### What to work on
Each line of the records that holds "PredictionResult" should be shown in full.

### Collected data entries
++++

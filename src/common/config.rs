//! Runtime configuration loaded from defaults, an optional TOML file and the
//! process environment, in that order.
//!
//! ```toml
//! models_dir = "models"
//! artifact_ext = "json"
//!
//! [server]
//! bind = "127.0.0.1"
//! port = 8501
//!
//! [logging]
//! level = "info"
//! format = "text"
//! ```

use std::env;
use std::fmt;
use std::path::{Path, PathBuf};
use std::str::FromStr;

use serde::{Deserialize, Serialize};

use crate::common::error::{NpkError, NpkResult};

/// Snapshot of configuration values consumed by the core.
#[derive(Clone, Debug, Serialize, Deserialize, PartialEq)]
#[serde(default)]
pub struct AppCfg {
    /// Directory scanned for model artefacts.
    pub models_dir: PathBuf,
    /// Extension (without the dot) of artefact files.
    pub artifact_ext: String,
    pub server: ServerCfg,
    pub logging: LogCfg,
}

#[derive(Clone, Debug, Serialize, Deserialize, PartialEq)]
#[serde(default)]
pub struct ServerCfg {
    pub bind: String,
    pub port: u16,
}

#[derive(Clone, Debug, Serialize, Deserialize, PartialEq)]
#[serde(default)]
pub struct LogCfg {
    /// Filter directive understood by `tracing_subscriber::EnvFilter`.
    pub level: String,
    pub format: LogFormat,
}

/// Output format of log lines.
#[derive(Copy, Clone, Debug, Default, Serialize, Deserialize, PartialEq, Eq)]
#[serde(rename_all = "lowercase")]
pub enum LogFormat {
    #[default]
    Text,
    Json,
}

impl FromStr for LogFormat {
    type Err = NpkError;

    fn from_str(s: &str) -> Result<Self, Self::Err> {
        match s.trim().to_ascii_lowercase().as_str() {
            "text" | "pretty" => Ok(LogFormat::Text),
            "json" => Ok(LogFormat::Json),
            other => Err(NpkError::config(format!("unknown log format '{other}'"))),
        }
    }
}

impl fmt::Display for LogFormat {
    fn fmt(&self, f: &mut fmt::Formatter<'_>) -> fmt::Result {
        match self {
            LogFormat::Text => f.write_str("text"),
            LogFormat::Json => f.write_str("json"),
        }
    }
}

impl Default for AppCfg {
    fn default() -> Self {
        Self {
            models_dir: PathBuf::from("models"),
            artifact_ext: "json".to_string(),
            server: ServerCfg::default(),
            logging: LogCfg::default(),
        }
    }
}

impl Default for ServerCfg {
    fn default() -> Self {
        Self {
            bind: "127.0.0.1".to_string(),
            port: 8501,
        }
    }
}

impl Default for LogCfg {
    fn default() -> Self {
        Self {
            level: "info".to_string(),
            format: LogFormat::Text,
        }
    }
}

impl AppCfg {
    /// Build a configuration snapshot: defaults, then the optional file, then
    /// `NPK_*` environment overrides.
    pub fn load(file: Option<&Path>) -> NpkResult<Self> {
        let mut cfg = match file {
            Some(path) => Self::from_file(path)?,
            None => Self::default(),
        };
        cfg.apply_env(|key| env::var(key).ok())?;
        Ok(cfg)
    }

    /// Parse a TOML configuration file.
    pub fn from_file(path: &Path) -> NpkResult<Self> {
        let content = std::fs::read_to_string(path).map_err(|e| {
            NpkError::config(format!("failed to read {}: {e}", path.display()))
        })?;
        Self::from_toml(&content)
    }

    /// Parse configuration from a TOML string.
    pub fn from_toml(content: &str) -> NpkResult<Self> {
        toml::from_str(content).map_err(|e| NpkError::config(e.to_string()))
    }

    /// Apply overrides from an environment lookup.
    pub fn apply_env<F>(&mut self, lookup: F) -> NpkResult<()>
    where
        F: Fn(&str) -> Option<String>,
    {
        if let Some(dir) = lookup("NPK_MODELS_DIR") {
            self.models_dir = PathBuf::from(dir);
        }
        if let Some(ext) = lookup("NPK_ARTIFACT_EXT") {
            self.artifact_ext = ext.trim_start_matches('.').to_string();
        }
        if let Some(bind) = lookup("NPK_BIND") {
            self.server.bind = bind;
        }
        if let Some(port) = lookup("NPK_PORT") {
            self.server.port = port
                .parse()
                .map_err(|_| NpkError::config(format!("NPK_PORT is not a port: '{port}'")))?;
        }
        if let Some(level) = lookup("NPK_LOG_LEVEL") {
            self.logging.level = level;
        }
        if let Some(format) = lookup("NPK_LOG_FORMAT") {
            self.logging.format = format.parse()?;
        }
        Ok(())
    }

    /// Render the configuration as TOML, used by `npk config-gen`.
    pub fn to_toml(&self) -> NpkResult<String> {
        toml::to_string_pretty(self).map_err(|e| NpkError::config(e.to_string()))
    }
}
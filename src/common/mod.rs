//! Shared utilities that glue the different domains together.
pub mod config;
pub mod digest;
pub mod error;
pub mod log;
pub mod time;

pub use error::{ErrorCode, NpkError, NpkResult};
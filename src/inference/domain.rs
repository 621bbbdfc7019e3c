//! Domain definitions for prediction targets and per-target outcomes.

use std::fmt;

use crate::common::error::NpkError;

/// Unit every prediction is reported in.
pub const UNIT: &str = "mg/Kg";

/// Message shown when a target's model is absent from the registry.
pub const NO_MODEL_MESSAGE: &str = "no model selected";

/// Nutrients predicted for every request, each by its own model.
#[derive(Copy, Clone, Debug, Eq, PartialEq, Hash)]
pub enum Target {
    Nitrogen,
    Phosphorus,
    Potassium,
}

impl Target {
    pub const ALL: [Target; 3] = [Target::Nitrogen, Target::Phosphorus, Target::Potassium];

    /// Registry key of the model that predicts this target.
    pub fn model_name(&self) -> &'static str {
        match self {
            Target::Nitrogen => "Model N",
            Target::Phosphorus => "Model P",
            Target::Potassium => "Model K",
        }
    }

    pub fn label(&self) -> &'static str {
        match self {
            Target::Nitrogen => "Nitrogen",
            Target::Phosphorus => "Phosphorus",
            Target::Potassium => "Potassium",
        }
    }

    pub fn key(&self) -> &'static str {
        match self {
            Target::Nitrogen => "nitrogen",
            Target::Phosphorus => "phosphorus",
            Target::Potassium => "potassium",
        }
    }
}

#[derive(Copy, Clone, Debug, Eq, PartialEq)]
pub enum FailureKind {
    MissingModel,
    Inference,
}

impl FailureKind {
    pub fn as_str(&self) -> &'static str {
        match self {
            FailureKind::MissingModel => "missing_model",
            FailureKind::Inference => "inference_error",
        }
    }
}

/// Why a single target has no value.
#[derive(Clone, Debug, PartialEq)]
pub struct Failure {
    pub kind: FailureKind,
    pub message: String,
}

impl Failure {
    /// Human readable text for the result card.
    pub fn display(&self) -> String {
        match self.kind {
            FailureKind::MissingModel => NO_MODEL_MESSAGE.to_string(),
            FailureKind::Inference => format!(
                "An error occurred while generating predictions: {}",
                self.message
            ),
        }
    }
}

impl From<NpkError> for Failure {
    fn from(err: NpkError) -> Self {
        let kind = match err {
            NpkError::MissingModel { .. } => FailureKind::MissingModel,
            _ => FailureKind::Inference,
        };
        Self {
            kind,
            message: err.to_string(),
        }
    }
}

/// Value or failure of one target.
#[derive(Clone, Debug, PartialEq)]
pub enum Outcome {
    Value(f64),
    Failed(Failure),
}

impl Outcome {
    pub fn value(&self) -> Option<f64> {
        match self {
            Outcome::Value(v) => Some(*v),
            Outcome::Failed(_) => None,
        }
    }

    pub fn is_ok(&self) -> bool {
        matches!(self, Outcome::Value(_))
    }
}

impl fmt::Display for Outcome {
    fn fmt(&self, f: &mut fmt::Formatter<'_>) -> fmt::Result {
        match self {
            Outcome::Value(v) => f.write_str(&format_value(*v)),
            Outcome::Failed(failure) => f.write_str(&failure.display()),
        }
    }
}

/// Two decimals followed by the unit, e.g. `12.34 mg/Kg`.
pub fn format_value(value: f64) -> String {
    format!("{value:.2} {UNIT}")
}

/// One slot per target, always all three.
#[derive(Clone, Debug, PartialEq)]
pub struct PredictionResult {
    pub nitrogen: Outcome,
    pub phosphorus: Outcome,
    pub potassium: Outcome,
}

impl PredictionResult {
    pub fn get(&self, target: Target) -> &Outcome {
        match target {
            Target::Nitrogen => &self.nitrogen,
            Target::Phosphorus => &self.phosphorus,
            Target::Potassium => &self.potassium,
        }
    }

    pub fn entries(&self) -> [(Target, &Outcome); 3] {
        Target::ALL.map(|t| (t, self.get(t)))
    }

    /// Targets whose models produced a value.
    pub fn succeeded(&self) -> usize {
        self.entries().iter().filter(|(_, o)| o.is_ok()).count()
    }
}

++++

### Result of this task
pub struct PredictionResult {
impl PredictionResult {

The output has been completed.